BRIEF:
How many of the lines below include "Result"? Give the number and no other words.

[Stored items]
========

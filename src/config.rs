//! Process configuration read once at startup.

use anyhow::{Context, Result};

const API_KEY_VAR: &str = "TMDB_API_KEY";
const LANGUAGE_VAR: &str = "TMDB_LANG";
const DEFAULT_LANGUAGE: &str = "en-US";

#[derive(Clone, Debug)]
pub struct Config {
    pub api_key: String,
    pub language: String,
}

impl Config {
    /// Read configuration from the environment.
    ///
    /// The API key is required: there is no built-in fallback key, so a
    /// missing or empty `TMDB_API_KEY` fails startup with an explicit error.
    pub fn from_env() -> Result<Self> {
        let api_key = std::env::var(API_KEY_VAR)
            .ok()
            .filter(|key| !key.trim().is_empty())
            .with_context(|| {
                format!("{API_KEY_VAR} is not set; export a TMDB API key to use bazer-rs")
            })?;

        let language = std::env::var(LANGUAGE_VAR)
            .ok()
            .filter(|lang| !lang.trim().is_empty())
            .unwrap_or_else(|| DEFAULT_LANGUAGE.to_string());

        Ok(Self { api_key, language })
    }
}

========

REPLY TO THE EXERCISE:
2